▸ WHAT YOU SHOULD DO
Whichever lines include the word "json", copy them as they appear in the data.

▸ PROVIDED RECORDS

use anyhow::Result;
use serde::Deserialize;
use std::time::Duration;

use meme_engine::Template;

/// Turns text into a vector in the same space as the stored template embeddings.
#[async_trait::async_trait]
pub trait TextEmbedder: Send + Sync {
    fn model_name(&self) -> &str;

    async fn embed_text(&self, text: &str) -> Result<Vec<f32>>;
}

/// Client for the ML service `/embeddings/text` endpoint.
pub struct MlServiceEmbedder {
    client: reqwest::Client,
    base_url: String,
    model_name: String,
}

#[derive(Deserialize)]
struct EmbeddingResponse {
    embedding: Vec<f32>,
}

impl MlServiceEmbedder {
    pub fn new(base_url: &str, model_name: &str) -> Result<Self> {
        let client = reqwest::Client::builder()
            .timeout(Duration::from_secs(10))
            .build()?;
        Ok(MlServiceEmbedder {
            client,
            base_url: base_url.trim_end_matches('/').to_string(),
            model_name: model_name.to_string(),
        })
    }
}

#[async_trait::async_trait]
impl TextEmbedder for MlServiceEmbedder {
    fn model_name(&self) -> &str {
        &self.model_name
    }

    async fn embed_text(&self, text: &str) -> Result<Vec<f32>> {
        let response = self
            .client
            .post(format!("{}/embeddings/text", self.base_url))
            .json(&serde_json::json!({ "text": text }))
            .send()
            .await?;

        let status = response.status();
        if !status.is_success() {
            let error_text = response.text().await.unwrap_or_else(|_| "Unknown error".to_string());
            return Err(anyhow::anyhow!("ML service returned error {}: {}", status, error_text));
        }

        let body: EmbeddingResponse = response.json().await?;
        if body.embedding.is_empty() {
            return Err(anyhow::anyhow!("ML service returned an empty embedding"));
        }
        Ok(body.embedding)
    }
}

/// Text embedded for a template: its name plus usage instructions.
pub fn template_embedding_text(name: &str, instructions: &str) -> String {
    let instructions = instructions.trim();
    if instructions.is_empty() {
        name.to_string()
    } else {
        format!("{}\n{}", name, instructions)
    }
}

/// Rank templates against a query vector, best first.
///
/// Vectors of different length are compared on their common prefix. Templates
/// without an embedding or scoring below `min_similarity` are skipped.
pub fn rank_by_similarity(
    query_embedding: &[f32],
    templates: Vec<Template>,
    min_similarity: f32,
    limit: usize,
) -> Vec<(Template, f32)> {
    let mut scored: Vec<(Template, f32)> = templates
        .into_iter()
        .filter_map(|template| {
            let min_dim = query_embedding.len().min(template.embedding.len());
            if min_dim == 0 {
                return None;
            }
            let similarity = cosine_similarity(&query_embedding[..min_dim], &template.embedding[..min_dim]);
            (similarity >= min_similarity).then_some((template, similarity))
        })
        .collect();

    scored.sort_by(|a, b| b.1.partial_cmp(&a.1).unwrap_or(std::cmp::Ordering::Equal));
    scored.truncate(limit);
    scored
}

/// Compute cosine similarity between two vectors
fn cosine_similarity(a: &[f32], b: &[f32]) -> f32 {
    if a.len() != b.len() {
        return 0.0;
    }

    let dot_product: f32 = a.iter().zip(b.iter()).map(|(x, y)| x * y).sum();
    let norm_a: f32 = a.iter().map(|x| x * x).sum::<f32>().sqrt();
    let norm_b: f32 = b.iter().map(|x| x * x).sum::<f32>().sqrt();

    if norm_a == 0.0 || norm_b == 0.0 {
        return 0.0;
    }

    dot_product / (norm_a * norm_b)
}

▸ TASK SOLUTION
            .json(&serde_json::json!({ "text": text }))
        let body: EmbeddingResponse = response.json().await?;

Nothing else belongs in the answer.